The above chart includes all ICR loan borrowers in all repayment cohorts who have become liable to repay as at 30 April 2022. Table 3A (i) and (ii)

Included in these figures, is the 2022 repayment cohort. This cohort has been in repayment for less than one month from the effective date of these statistics, therefore the profile of this repayment cohort is very different to that of earlier repayment cohorts.

The number of borrowers (who are liable to repay and) who were in live employment and made a repayment in financial year 2021-22 was 128,800, an increase in comparison to the end-April position in 2021, of 121,500. As a % of all those liable to repay, this has remained relatively constant at 35.3% (vs. 35.7% in 2021).
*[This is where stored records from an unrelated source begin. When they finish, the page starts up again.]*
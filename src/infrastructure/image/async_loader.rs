//! Image loading coordinator.
//!
//! Requests enter through [`AsyncLoader::load`], wait in a [`RequestQueue`]
//! and are decoded by a fixed pool of worker threads. Results travel back
//! over a channel and are handed to clients by [`AsyncLoader::dispatch_pending`]
//! or [`AsyncLoader::dispatch_next`] on the thread that owns the loader.

use std::collections::HashMap;
use std::sync::Arc;
use std::sync::atomic::{AtomicBool, Ordering};
use std::thread::JoinHandle;

use image::DynamicImage;
use parking_lot::{Condvar, Mutex};
use tokio::sync::mpsc;
use tracing::{debug, error, info, trace, warn};

use crate::domain::entities::{
    ImageRequest, RequestId, RequestKey, RequestKind, StopAction, TargetSize, VideoJobPriority,
};
use crate::domain::errors::LoaderError;
use crate::domain::ports::{ClientHandle, VideoThumbnailer};

use super::decoder_registry::DecoderRegistry;
use super::decoders;
use super::events::LoaderEvent;
use super::request_queue::RequestQueue;
use super::thumbnail_cache::ThumbnailCache;
use super::thumbnail_store::FileThumbnailStore;
use super::transform;
use super::worker::{DecodePipeline, Worker};

/// Placeholder size used for failed full-resolution requests.
const FULL_SIZE_PLACEHOLDER: (u32, u32) = (512, 512);

/// Upper bound of the default worker count.
const MAX_DEFAULT_WORKERS: usize = 16;

/// Configuration for the image loader.
#[derive(Debug, Clone)]
pub struct ImageLoaderConfig {
    /// Number of decoding threads.
    pub worker_threads: usize,
}

impl Default for ImageLoaderConfig {
    fn default() -> Self {
        Self {
            worker_threads: default_worker_count(),
        }
    }
}

/// Returns one less than the detected core count, clamped to `1..=16`.
#[must_use]
pub fn default_worker_count() -> usize {
    let cores = std::thread::available_parallelism().map_or(1, std::num::NonZeroUsize::get);
    cores.saturating_sub(1).clamp(1, MAX_DEFAULT_WORKERS)
}

pub(crate) struct LoaderState {
    queue: RequestQueue,
    current_loading: HashMap<RequestId, RequestKey>,
}

/// State shared between the loader and its workers.
pub(crate) struct LoaderShared {
    state: Mutex<LoaderState>,
    sleepers: Condvar,
    exit_requested: AtomicBool,
}

impl LoaderShared {
    /// Blocks until a request is available and marks it as being decoded.
    ///
    /// Returns the exit sentinel once shutdown has been requested and the
    /// queue is empty.
    pub(crate) fn next(&self) -> ImageRequest {
        let mut state = self.state.lock();
        loop {
            let exiting = self.exit_requested.load(Ordering::Acquire);
            if let Some(request) = state.queue.pop_next(exiting) {
                if !request.is_exit() {
                    state.current_loading.insert(request.id(), request.key());
                }
                return request;
            }
            self.sleepers.wait(&mut state);
        }
    }
}

/// Owns the worker pool and delivers decoded images to clients.
pub struct AsyncLoader {
    shared: Arc<LoaderShared>,
    workers: Mutex<Vec<JoinHandle<()>>>,
    events: mpsc::UnboundedReceiver<LoaderEvent>,
    cache: Option<Arc<ThumbnailCache>>,
    video: Option<Arc<dyn VideoThumbnailer>>,
    placeholders: HashMap<(u32, u32), DynamicImage>,
}

impl std::fmt::Debug for AsyncLoader {
    fn fmt(&self, f: &mut std::fmt::Formatter<'_>) -> std::fmt::Result {
        f.debug_struct("AsyncLoader")
            .field("workers", &self.workers.lock().len())
            .field("queued", &self.queued_count())
            .field("active", &self.active_count())
            .finish_non_exhaustive()
    }
}

impl AsyncLoader {
    /// Creates a loader and starts its worker threads.
    ///
    /// Thumbnail requests are stored into `cache` on delivery. Workers
    /// consult and fill `store` for bounded requests.
    ///
    /// # Errors
    /// Returns [`LoaderError::Spawn`] if a worker thread cannot be started.
    pub fn new(
        config: &ImageLoaderConfig,
        decoders: Arc<DecoderRegistry>,
        cache: Option<Arc<ThumbnailCache>>,
        store: Option<Arc<FileThumbnailStore>>,
    ) -> Result<Self, LoaderError> {
        let (event_tx, event_rx) = mpsc::unbounded_channel();
        let shared = Arc::new(LoaderShared {
            state: Mutex::new(LoaderState {
                queue: RequestQueue::new(event_tx.clone()),
                current_loading: HashMap::new(),
            }),
            sleepers: Condvar::new(),
            exit_requested: AtomicBool::new(false),
        });

        let loader = Self {
            shared: shared.clone(),
            workers: Mutex::new(Vec::with_capacity(config.worker_threads)),
            events: event_rx,
            cache,
            video: None,
            placeholders: HashMap::new(),
        };

        for index in 0..config.worker_threads {
            let pipeline = DecodePipeline::new(decoders.clone(), store.clone());
            let worker = Worker::new(index, shared.clone(), event_tx.clone(), pipeline);
            let handle = worker.spawn().map_err(LoaderError::Spawn)?;
            loader.workers.lock().push(handle);
        }

        info!(
            workers = config.worker_threads,
            decoders = ?decoders.names(),
            "Image loader started"
        );
        Ok(loader)
    }

    /// Routes video files to `thumbnailer` instead of the decoders.
    #[must_use]
    pub fn with_video_thumbnailer(mut self, thumbnailer: Arc<dyn VideoThumbnailer>) -> Self {
        self.video = Some(thumbnailer);
        self
    }

    /// Submits a request.
    ///
    /// A request equal to one that is already queued, or being decoded for a
    /// client that still wants it, is discarded. Returns false if the loader is shutting down, or if the
    /// request is for a video and no video thumbnailer accepted it.
    pub fn load(&self, request: ImageRequest) -> bool {
        if request.is_exit() {
            return false;
        }
        if !matches!(request.kind(), RequestKind::VideoRescale { .. })
            && decoders::is_video(request.identity().as_path())
        {
            return self.load_video(request);
        }

        let key = request.key();
        let mut state = self.shared.state.lock();
        if self.shared.exit_requested.load(Ordering::Acquire) {
            debug!(file = %request.identity(), "Rejecting request during shutdown");
            return false;
        }
        // A cancelled twin still decoding will not deliver to its client, so
        // it does not stand in for this request.
        let in_flight = state.current_loading.iter().any(|(id, loading)| {
            *loading == key && (!key.has_client() || state.queue.is_active(*id))
        });
        if in_flight {
            trace!(file = %request.identity(), "Discarding request already being decoded");
            return true;
        }
        let added = state.queue.add_request(request);
        drop(state);

        if added {
            self.shared.sleepers.notify_one();
        }
        true
    }

    fn load_video(&self, request: ImageRequest) -> bool {
        if self.shared.exit_requested.load(Ordering::Acquire) {
            return false;
        }
        let Some(video) = &self.video else {
            debug!(file = %request.identity(), "No video thumbnailer configured");
            return false;
        };
        let priority = VideoJobPriority::from(request.priority());
        trace!(file = %request.identity(), ?priority, "Forwarding video request");
        video.submit(request, priority)
    }

    /// Cancels requests of `client` covered by `action`.
    pub fn stop(&self, client: &ClientHandle, action: StopAction) {
        self.shared
            .state
            .lock()
            .queue
            .cancel_requests(client, action);
        if let Some(video) = &self.video {
            video.cancel(client.id(), action);
        }
    }

    /// Returns the number of requests being decoded.
    #[must_use]
    pub fn active_count(&self) -> usize {
        self.shared.state.lock().current_loading.len()
    }

    /// Returns the number of requests waiting for a worker.
    #[must_use]
    pub fn queued_count(&self) -> usize {
        self.shared.state.lock().queue.len()
    }

    /// Returns true once [`Self::request_exit`] has been called.
    #[must_use]
    pub fn is_exiting(&self) -> bool {
        self.shared.exit_requested.load(Ordering::Acquire)
    }

    /// Stops the worker pool.
    ///
    /// Queued requests are cancelled, requests being decoded finish, and
    /// every worker thread is joined. Later calls to [`Self::load`] return
    /// false.
    pub fn request_exit(&self) {
        {
            let mut state = self.shared.state.lock();
            if !self.shared.exit_requested.swap(true, Ordering::AcqRel) {
                let dropped = state.queue.clear_pending();
                info!(dropped, "Image loader shutting down");
            }
        }
        self.shared.sleepers.notify_all();

        let workers = std::mem::take(&mut *self.workers.lock());
        for handle in workers {
            if handle.join().is_err() {
                error!("Image loader worker panicked");
            }
        }
    }

    /// Delivers every event that has already arrived.
    ///
    /// Returns the number of events handled.
    pub fn dispatch_pending(&mut self) -> usize {
        let mut handled = 0;
        while let Ok(event) = self.events.try_recv() {
            self.deliver(event);
            handled += 1;
        }
        handled
    }

    /// Waits for the next event and delivers it.
    ///
    /// Returns false if no more events can arrive.
    pub async fn dispatch_next(&mut self) -> bool {
        match self.events.recv().await {
            Some(event) => {
                self.deliver(event);
                true
            }
            None => false,
        }
    }

    fn deliver(&mut self, event: LoaderEvent) {
        match event {
            LoaderEvent::Loaded { request, image } => self.deliver_loaded(request, image),
            LoaderEvent::Canceled(request) => {
                if let Some(client) = request.client() {
                    trace!(file = %request.identity(), "Delivering cancellation");
                    client.request_canceled(&request);
                }
            }
        }
    }

    fn deliver_loaded(&mut self, request: ImageRequest, image: Option<DynamicImage>) {
        let still_needed = {
            let mut state = self.shared.state.lock();
            let valid = state.queue.is_request_still_valid(&request);
            state.queue.remove_request(&request);
            state.current_loading.remove(&request.id());
            valid
        };

        let image = match image {
            Some(image) if request.loaded_ok() => image,
            _ => self.placeholder(request.size()).clone(),
        };

        if request.is_thumbnail_request()
            && let Some(cache) = &self.cache
            && let Err(e) = cache.insert(request.identity(), &image)
        {
            warn!(file = %request.identity(), error = %e, "Failed to cache thumbnail");
        }

        match request.client() {
            Some(client) if still_needed => client.pixmap_loaded(&request, &image),
            Some(_) => trace!(file = %request.identity(), "Discarding result of cancelled request"),
            None => {}
        }
    }

    fn placeholder(&mut self, size: TargetSize) -> &DynamicImage {
        let (width, height) = size.dimensions().unwrap_or(FULL_SIZE_PLACEHOLDER);
        self.placeholders
            .entry((width, height))
            .or_insert_with(|| transform::broken_image(width, height))
    }
}

impl Drop for AsyncLoader {
    fn drop(&mut self) {
        self.request_exit();
    }
}
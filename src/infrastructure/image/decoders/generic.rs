//! Best-effort fallback through the `image` crate's format detection.

use std::path::Path;

use tracing::trace;

use crate::domain::entities::ImageRequest;
use crate::domain::errors::DecodeError;
use crate::domain::ports::{DecodedImage, ImageDecoder};

/// Decodes anything the `image` crate recognizes by content.
#[derive(Debug, Default, Clone, Copy)]
pub struct GenericDecoder;

impl ImageDecoder for GenericDecoder {
    fn name(&self) -> &'static str {
        "generic"
    }

    fn can_handle(&self, path: &Path) -> bool {
        image::ImageFormat::from_path(path).is_ok()
    }

    fn decode(
        &self,
        request: &ImageRequest,
        _dim: Option<u32>,
        _scratch: &mut Vec<u8>,
    ) -> Result<DecodedImage, DecodeError> {
        let path = request.file_system_path();
        if !path.exists() {
            return Err(DecodeError::NotFound(path.to_path_buf()));
        }
        let image = image::ImageReader::open(path)?
            .with_guessed_format()?
            .decode()
            .map_err(DecodeError::from_image)?;
        trace!(path = %path.display(), width = image.width(), height = image.height(), "Generic decode");
        Ok(DecodedImage::full(image))
    }
}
The number of borrowers in the UK tax system, yet not required to make a repayment reached 71,800 in April 2022, compared to 65,500 in the previous year. As a % of all those liable to repay, there was minimal change (19.7% vs. 19.2% in 2021).

The number of borrowers liable to repay showing no live employment for less than 90 days increased from 1,700 to 2,300 by 30 April 2022. However, as a % of all those liable to repay, this remained relatively constant at 0.6% (vs. 0.5% in 2021). Those showing no live employment for over 90 days was 6,400, lower than the 7,100 noted in April 2021. As a % of all those liable to repay, this represents 1.8%, vs. 2.1% in April 2021.

At end-April 2022, of those overseas and above earnings thresholds for that country, 2,500 made repayments and the same number were defaulted in arrears (both 0.7% of all those liable to repay). In April 2021, the number of those repaying was slightly lower than those in arrears (2,200 vs. 2,400 / 0.6% vs. 0.7%).

21.5% of those who are liable to repay at end-April 2022 no longer retained any loan balance, mainly due to full repayment (slightly higher than the 20.8% in 2021).

At end-April 2022, of the 364,500 borrowers, 286,200 were still owing (up 7.0% and 6.1% respectively on 2021).

For 30 April 2021 figures, please refer to Table 3A (i) and (i) in our previous year’s publication.

‘Future cohorts’ shown in Table 3 are borrowers whose SRDD (Statutory Repayment Due Date) has not been reached and are currently not liable to repay and includes borrowers who are still studying.

The numbers in a repayment cohort can change. Students begin in a cohort based on the length of their course. If they drop out of their course of study, the date from which they are expected to start repaying (SRDD) is brought forward to the April following the date they withdrew from their course.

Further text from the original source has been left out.